2. BIT STRINGS AND INTEGERS
The following terminology related to bit strings and
integers will be used:
a. A hex digit is an element of the set {0, 1, ... , 9,
A, ... , F}. A hex digit is the representation of a 4-
bit string.
b. A word equals a 32-bit string which may be represented
as a sequence of 8 hex digits. To convert a word to 8
hex digits each 4-bit string is converted to its hex
equivalent as described in (a) above.
c. An integer between 0 and 2^32 - 1 inclusive may be
represented as a word. The least significant four bits
of the integer are represented by the right-most hex
digit of the word representation. If z is an integer, 0
<= z < 2^64, then z = 2^32x + y where 0 <= x < 2^32 and
0 <= y < 2^32. Since x and y can be represented as
words X and Y, respectively, z can be represented as
the pair of words (X,Y).
d. block = 512-bit string. A block may be represented as
a sequence of 16 words.
3. OPERATIONS ON WORDS
The following logical operators will be applied to words:
a.
X AND Y = bitwise logical "and" of X and Y.

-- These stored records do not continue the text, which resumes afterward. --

//! Block processing loop
//!
//! Reads interleaved `f32` frames
//!
//! ```txt
//! [ x.re | x.im | y.re | y.im ]
//! ```
//!
//! in blocks, runs each block through the receiver, and writes
//! the recovered symbols. Receiver state carries over from one
//! block to the next. At the end of the input, the receiver is
//! flushed to obtain the last few symbols.

use std::io::{self, Read, Write};

use anyhow::Context;
use byteorder::{NativeEndian, ReadBytesExt, WriteBytesExt};
use log::{debug, info, warn};

use fiberdsp::{
    CarrierBuilder, Compensation, DspError, EqualizerBuilder, FiberLink, KalmanNoise,
    PhaseDetector, Receiver, ReceiverBuilder, Sample, StepPolicy, TrackingFilter, UpdateForm,
    Waveform, POLARIZATIONS,
};

use crate::cli::{Args, CompensationKind, DetectorKind, OutputFormat, UpdateKind};

/// Totals for one run
#[derive(Clone, Copy, Debug, Default, PartialEq, Eq)]
pub struct Summary {
    /// Input frames consumed
    pub samples: u64,

    /// Symbols written
    pub symbols: u64,

    /// Blocks processed
    pub blocks: u64,
}

/// Configure the receiver from command-line `args`
pub fn build_receiver(args: &Args) -> Result<Receiver, DspError> {
    let mut link = FiberLink::new(args.span_length, args.spans);
    link.with_dispersion(args.dispersion)
        .with_wavelength(args.wavelength)
        .with_nonlinearity(args.gamma)
        .with_attenuation(args.attenuation);

    let compensation = match args.compensation {
        CompensationKind::None => Compensation::None,
        CompensationKind::Cdc => Compensation::Dispersion,
        CompensationKind::Dbp => Compensation::BackPropagation {
            steps: StepPolicy::PerSpan(args.dbp_steps),
            order: args.dbp_order,
        },
    };

    let update = match args.update {
        UpdateKind::Gradient => UpdateForm::Gradient,
        UpdateKind::Normalized => UpdateForm::Normalized {
            regularization: args.nlms_regularization,
        },
        UpdateKind::Sign => UpdateForm::Sign,
    };

    let mut equalizer = EqualizerBuilder::new();
    equalizer
        .with_taps(args.taps as usize)
        .with_step_size(args.mu)
        .with_update(update)
        .with_rule(args.rule);

    let order = args.modulation.phase_order();
    let detector = match args.carrier {
        DetectorKind::None => None,
        DetectorKind::Dd | DetectorKind::Kalman => Some(PhaseDetector::DecisionDirected),
        DetectorKind::Blind => Some(PhaseDetector::Blind { order }),
        DetectorKind::Hybrid => Some(PhaseDetector::Hybrid {
            order,
            blind_symbols: args.blind_symbols,
        }),
    };
    let tracking = match args.carrier {
        DetectorKind::Kalman => TrackingFilter::Kalman(KalmanNoise::default()),
        _ => TrackingFilter::Loop,
    };
    let carrier = detector.map(|detector| {
        let mut carrier = CarrierBuilder::new();
        carrier
            .with_loop_bandwidth(args.loop_bw)
            .with_detector(detector)
            .with_tracking(tracking);
        carrier
    });

    ReceiverBuilder::new(link)
        .with_compensation(compensation)
        .with_launch_power(args.launch_power)
        .with_nonlinear_scale(args.dbp_scale)
        .with_modulation(args.modulation)
        .with_equalizer(equalizer)
        .with_carrier(carrier)
        .with_frequency_estimate(args.frequency_estimate)
        .build()
}

/// Run the receiver over the whole `input`
///
/// Symbols are written to `output` in the format selected by
/// `args`, unless `args.quiet` is set.
pub fn run<R, W>(
    args: &Args,
    receiver: &Receiver,
    mut input: R,
    mut output: W,
) -> anyhow::Result<Summary>
where
    R: Read,
    W: Write,
{
    let mut summary = Summary::default();
    let mut state = receiver.initialize()?;
    let min_block = receiver.equalizer().num_taps();

    // read one block ahead so a short tail can join the block before it
    let mut ahead = read_frames(&mut input, args.block)?;
    while !ahead.is_empty() {
        let mut frames = std::mem::take(&mut ahead);
        if args.block > 0 && frames.len() == args.block {
            ahead = read_frames(&mut input, args.block)?;
        }
        if !ahead.is_empty() && ahead.len() < min_block {
            debug!("appending {} trailing samples to block {}", ahead.len(), summary.blocks);
            frames.append(&mut ahead);
        }
        if frames.len() < min_block {
            warn!(
                "dropping {} samples: too few for the equalizer",
                frames.len()
            );
            break;
        }

        let len = frames.len();
        let wf = Waveform::from_pairs(frames, args.rate, args.baud)?;
        let (out, next) = receiver
            .process(state, &wf, None)
            .with_context(|| format!("unable to process block {}", summary.blocks))?;
        state = next;

        debug!(
            "block {}: {} samples → {} symbols",
            summary.blocks,
            len,
            out.symbols.len()
        );
        summary.samples += len as u64;
        summary.blocks += 1;
        summary.symbols += write_symbols(args, &out.symbols, &mut output)?;
    }

    if summary.blocks > 0 {
        let (out, _state) = receiver.finish(state)?;
        summary.symbols += write_symbols(args, &out.symbols, &mut output)?;
    }
    output.flush()?;

    info!(
        "processed {} samples in {} blocks, recovered {} symbols",
        summary.samples, summary.blocks, summary.symbols
    );
    Ok(summary)
}

// Read up to `count` frames, or all remaining frames if `count` is zero
//
// A partial frame at the end of the input is discarded.
fn read_frames<R>(input: &mut R, count: usize) -> io::Result<Vec<[Sample; POLARIZATIONS]>>
where
    R: Read,
{
    let mut out = Vec::with_capacity(count);
    while count == 0 || out.len() < count {
        match read_frame(input) {
            Ok(Some(frame)) => out.push(frame),
            Ok(None) => break,
            Err(e) if e.kind() == io::ErrorKind::UnexpectedEof => {
                warn!("input ends with a partial sample frame");
                break;
            }
            Err(e) => return Err(e),
        }
    }
    Ok(out)
}

// Read one frame; `None` on a clean end of input
fn read_frame<R>(input: &mut R) -> io::Result<Option<[Sample; POLARIZATIONS]>>
where
    R: Read,
{
    let xr = match input.read_f32::<NativeEndian>() {
        Ok(v) => v,
        Err(e) if e.kind() == io::ErrorKind::UnexpectedEof => return Ok(None),
        Err(e) => return Err(e),
    };
    let xi = input.read_f32::<NativeEndian>()?;
    let yr = input.read_f32::<NativeEndian>()?;
    let yi = input.read_f32::<NativeEndian>()?;
    Ok(Some([
        Sample::new(xr as f64, xi as f64),
        Sample::new(yr as f64, yi as f64),
    ]))
}

// Write symbols in the selected format; returns the count written
fn write_symbols<W>(args: &Args, symbols: &Waveform, output: &mut W) -> io::Result<u64>
where
    W: Write,
{
    if args.quiet {
        return Ok(symbols.len() as u64);
    }

    for [x, y] in symbols.pairs() {
        match args.format {
            OutputFormat::Raw => {
                for v in [x.re, x.im, y.re, y.im] {
                    output.write_f32::<NativeEndian>(v as f32)?;
                }
            }
            OutputFormat::Text => {
                writeln!(output, "{:.6} {:.6} {:.6} {:.6}", x.re, x.im, y.re, y.im)?;
            }
        }
    }
    Ok(symbols.len() as u64)
}

#[cfg(test)]
mod tests {
    use super::*;

    use std::io::Cursor;

    use clap::Parser;
    use fiberdsp::simulate::{dual_pol_symbols, upsample};
    use fiberdsp::{Constellation, SpectralFilter, SplitStepPropagator};

    fn encode(wf: &Waveform) -> Vec<u8> {
        let mut out = Vec::new();
        for [x, y] in wf.pairs() {
            for v in [x.re, x.im, y.re, y.im] {
                out.write_f32::<NativeEndian>(v as f32).unwrap();
            }
        }
        out
    }

    // 20 km of linear fiber at two samples per symbol
    fn capture(symbols: usize) -> Vec<u8> {
        let mut link = FiberLink::new(20.0, 1);
        link.with_nonlinearity(0.0);
        let tx = dual_pol_symbols(&Constellation::qpsk(), symbols, 32.0e9, 5).unwrap();
        let up = upsample(&tx, 2, &SpectralFilter::new()).unwrap();
        let rx = SplitStepPropagator::new(link).propagate(&up).unwrap();
        encode(&rx)
    }

    fn args(extra: &[&str]) -> Args {
        let mut argv = vec![
            "fiberdec",
            "--span-length",
            "20",
            "--gamma",
            "0",
            "--taps",
            "11",
        ];
        argv.extend_from_slice(extra);
        Args::try_parse_from(argv).expect("valid arguments")
    }

    #[test]
    fn test_read_frames() {
        let wf = Waveform::symbols(
            vec![Sample::new(1.0, -1.0), Sample::new(0.5, 0.25)],
            vec![Sample::new(-2.0, 3.0), Sample::new(0.0, 1.0)],
            1.0,
        )
        .unwrap();
        let mut bytes = encode(&wf);
        bytes.extend_from_slice(&[0u8; 6]);

        let mut cursor = Cursor::new(bytes);
        let first = read_frames(&mut cursor, 1).unwrap();
        assert_eq!(vec![[Sample::new(1.0, -1.0), Sample::new(-2.0, 3.0)]], first);
        let rest = read_frames(&mut cursor, 0).unwrap();
        assert_eq!(1, rest.len());
        assert_eq!(Sample::new(0.0, 1.0), rest[0][1]);
        assert!(read_frames(&mut cursor, 0).unwrap().is_empty());
    }

    #[test]
    fn test_build_receiver() {
        let rcv = build_receiver(&args(&[])).unwrap();
        assert_eq!(11, rcv.equalizer().num_taps());
        assert!(rcv.carrier().is_some());

        let rcv = build_receiver(&args(&[
            "-c",
            "dbp",
            "--launch-power",
            "2",
            "--modulation",
            "16qam",
            "--rule",
            "rde",
            "--update",
            "normalized",
            "--carrier",
            "hybrid",
        ]))
        .unwrap();
        assert_eq!(
            Some(PhaseDetector::Hybrid {
                order: 4,
                blind_symbols: 1000
            }),
            rcv.carrier().map(|c| c.detector())
        );

        let rcv = build_receiver(&args(&["--carrier", "kalman"])).unwrap();
        assert!(matches!(
            rcv.carrier().map(|c| c.tracking()),
            Some(TrackingFilter::Kalman(_))
        ));
        assert!(rcv.equalizer().decorrelation().is_some());

        let rcv = build_receiver(&args(&["--carrier", "none"])).unwrap();
        assert!(rcv.carrier().is_none());
    }

    #[test]
    fn test_run_text() {
        let args = args(&["--block", "0", "--format", "text"]);
        let rcv = build_receiver(&args).unwrap();

        let mut out = Vec::new();
        let summary = run(&args, &rcv, Cursor::new(capture(512)), &mut out).unwrap();
        assert_eq!(1024, summary.samples);
        assert_eq!(512, summary.symbols);
        assert_eq!(1, summary.blocks);

        let text = String::from_utf8(out).unwrap();
        assert_eq!(512, text.lines().count());
        assert!(text
            .lines()
            .all(|l| l.split_whitespace().count() == 4));
    }

    #[test]
    fn test_run_raw_blocks() {
        let args = args(&["--block", "400"]);
        let rcv = build_receiver(&args).unwrap();

        let mut out = Vec::new();
        let summary = run(&args, &rcv, Cursor::new(capture(600)), &mut out).unwrap();
        assert_eq!(1200, summary.samples);
        assert_eq!(3, summary.blocks);
        assert_eq!(600, summary.symbols);
        assert_eq!(600 * 16, out.len());
    }

    #[test]
    fn test_run_short_tail() {
        let args = args(&["--block", "400"]);
        let rcv = build_receiver(&args).unwrap();

        // 810 samples: the last 10 are fewer than the 11 taps
        let mut out = Vec::new();
        let summary = run(&args, &rcv, Cursor::new(capture(405)), &mut out).unwrap();
        assert_eq!(810, summary.samples);
        assert_eq!(2, summary.blocks);
        assert_eq!(405, summary.symbols);

        // too short for even one block
        let summary = run(&args, &rcv, Cursor::new(capture(5)), &mut out).unwrap();
        assert_eq!(0, summary.blocks);
        assert_eq!(0, summary.symbols);
    }

    #[test]
    fn test_run_quiet_and_empty() {
        let args = args(&["--quiet"]);
        let rcv = build_receiver(&args).unwrap();

        let mut out = Vec::new();
        let summary = run(&args, &rcv, Cursor::new(capture(256)), &mut out).unwrap();
        assert_eq!(256, summary.symbols);
        assert!(out.is_empty());

        let summary = run(&args, &rcv, Cursor::new(Vec::new()), &mut out).unwrap();
        assert_eq!(Summary::default(), summary);
    }
}
//! # FIR tap vectors and sample history
//!
//! The adaptive equalizer is a bank of short FIR filters. Each
//! filter output is the inner product of a tap vector
//! [`FilterCoeff`] with a [`Window`] of recent input samples.
//!
//! Sample history is ordered oldest-first:
//!
//! ```txt
//! // the sample L is the youngest sample, and O is the oldest
//! // [ O | N | M | L ]
//! ```
//!
//! and tap `h[0]` multiplies the *youngest* sample. The output is
//!
//! ```txt
//! out = Σ h[i] · history[len - 1 - i]
//! ```
//!
//! ## Zero-delay taps
//!
//! A filter of `len` taps whose only non-zero coefficient sits at
//! the [centre tap](centre_tap) reproduces its input delayed by
//! exactly that many samples. Stages which want outputs aligned
//! with their inputs (no group delay) emit the output for input
//! sample `n` once sample `n + centre_tap(len)` has been pushed.

use std::collections::VecDeque;
use std::convert::AsRef;

use nalgebra::base::Scalar;
use nalgebra::DVector;
use num_traits::{One, Zero};

/// Index of the centre tap of a `len`-tap filter
///
/// For odd lengths this is the middle tap. For even lengths it
/// is the tap just before the middle. Returns 0 for `len` of
/// zero or one.
#[inline]
pub fn centre_tap(len: usize) -> usize {
    ((len + 1) / 2).saturating_sub(1)
}

/// FIR filter coefficients
#[derive(Debug, Clone, PartialEq)]
pub struct FilterCoeff<T>(DVector<T>)
where
    T: Copy + Scalar + One + Zero;

impl<T> FilterCoeff<T>
where
    T: Copy + Scalar + One + Zero,
{
    /// Create from slice
    ///
    /// `h[0]` multiplies the most recent sample.
    pub fn from_slice<S>(h: S) -> Self
    where
        S: AsRef<[T]>,
    {
        let inp = h.as_ref();
        FilterCoeff(DVector::from_iterator(inp.len(), inp.iter().copied()))
    }

    /// All-zero filter of `len` taps
    pub fn zeros(len: usize) -> Self {
        FilterCoeff(DVector::from_element(len, T::zero()))
    }

    /// Zero-delay identity filter
    ///
    /// A unit spike at [`centre_tap(len)`](centre_tap). An empty
    /// filter is returned for `len == 0`.
    pub fn from_centre_spike(len: usize) -> Self {
        let mut out = Self::zeros(len);
        if len > 0 {
            out.0[centre_tap(len)] = T::one();
        }
        out
    }

    /// Number of filter coefficients
    pub fn len(&self) -> usize {
        self.0.len()
    }

    /// True if there are no coefficients
    pub fn is_empty(&self) -> bool {
        self.0.is_empty()
    }

    /// Perform FIR filtering with the given sample history
    ///
    /// `history` outputs the oldest sample first and the newest
    /// sample last. The newest sample is multiplied by `h[0]`.
    /// A short history is treated as zero-padded; excess
    /// history is ignored.
    pub fn filter<W, In, Out>(&self, history: W) -> Out
    where
        W: IntoIterator<Item = In>,
        W::IntoIter: DoubleEndedIterator,
        In: Copy + Scalar + std::ops::Mul<T, Output = Out>,
        Out: Copy + Scalar + Zero + std::ops::AddAssign,
    {
        multiply_accumulate(history, self.as_ref())
    }

    /// Return filter coefficients as slice
    #[inline]
    pub fn as_slice(&self) -> &[T] {
        self.0.as_slice()
    }

    /// Return filter coefficients as mutable slice
    #[inline]
    pub fn as_mut_slice(&mut self) -> &mut [T] {
        self.0.as_mut_slice()
    }

    /// Obtain filter coefficients
    #[inline]
    pub fn inner(&self) -> &DVector<T> {
        &self.0
    }
}

impl<T> AsRef<[T]> for FilterCoeff<T>
where
    T: Copy + Scalar + One + Zero,
{
    #[inline]
    fn as_ref(&self) -> &[T] {
        self.as_slice()
    }
}

impl<T> AsMut<[T]> for FilterCoeff<T>
where
    T: Copy + Scalar + One + Zero,
{
    #[inline]
    fn as_mut(&mut self) -> &mut [T] {
        self.as_mut_slice()
    }
}

impl<T> std::ops::Index<usize> for FilterCoeff<T>
where
    T: Copy + Scalar + One + Zero,
{
    type Output = T;

    #[inline]
    fn index(&self, ind: usize) -> &T {
        self.0.index(ind)
    }
}

impl<T> std::ops::IndexMut<usize> for FilterCoeff<T>
where
    T: Copy + Scalar + One + Zero,
{
    #[inline]
    fn index_mut(&mut self, ind: usize) -> &mut T {
        self.0.index_mut(ind)
    }
}

/// Sample history
///
/// A fixed-size lookback window. New samples enter on the
/// right and the oldest samples age off the left. A new
/// window is full of zeros.
#[derive(Clone, Debug, PartialEq)]
pub struct Window<T>(VecDeque<T>)
where
    T: Copy + Scalar + Zero;

impl<T> Window<T>
where
    T: Copy + Scalar + Zero,
{
    /// Create a zero-filled window of `len` samples
    pub fn new(len: usize) -> Self {
        let mut q = VecDeque::with_capacity(len);
        q.resize(len, T::zero());
        Self(q)
    }

    /// Window length
    pub fn len(&self) -> usize {
        self.0.len()
    }

    /// True if the window holds no samples at all
    pub fn is_empty(&self) -> bool {
        self.0.is_empty()
    }

    /// Append one sample
    ///
    /// Returns the sample which aged off, or zero if the
    /// window is empty.
    #[inline]
    pub fn push_scalar(&mut self, input: T) -> T {
        if self.0.is_empty() {
            return T::zero();
        }
        let out = self.0.pop_front().unwrap_or(T::zero());
        self.0.push_back(input);
        out
    }

    /// Iterator over window contents, oldest first
    pub fn iter(&self) -> <&Window<T> as IntoIterator>::IntoIter {
        self.into_iter()
    }
}

impl<'a, T> IntoIterator for &'a Window<T>
where
    T: Copy + Scalar + Zero,
{
    type Item = T;

    type IntoIter = std::iter::Copied<std::collections::vec_deque::Iter<'a, T>>;

    fn into_iter(self) -> Self::IntoIter {
        self.0.iter().copied()
    }
}

// Multiply-accumulate
//
// ```txt
// out = Σ history[N - 1 - i] * coeff[i]
// ```
//
// The most recent sample is `history[N-1]`. The two inputs
// need not be the same length; missing history is zero.
fn multiply_accumulate<W, In, Coeff, Out>(history: W, coeff: &[Coeff]) -> Out
where
    W: IntoIterator<Item = In>,
    W::IntoIter: DoubleEndedIterator,
    In: Copy + Scalar + std::ops::Mul<Coeff, Output = Out>,
    Coeff: Copy + Scalar,
    Out: Copy + Scalar + Zero + std::ops::AddAssign,
{
    let mut out = Out::zero();
    for (hi, co) in history.into_iter().rev().zip(coeff.iter()) {
        out += hi * *co;
    }
    out
}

X OR Y = bitwise logical "inclusive-or" of X and Y.
X XOR Y = bitwise logical "exclusive-or" of X and Y.
NOT X = bitwise logical "complement" of X.
b. The operation X + Y is defined as follows: words X and
Y represent integers x and y, where 0 <= x < 2^32 and 0
<= y < 2^32. For positive integers n and m, let n mod m
be the remainder upon dividing n by m. Compute z = (x +
y) mod 2^32.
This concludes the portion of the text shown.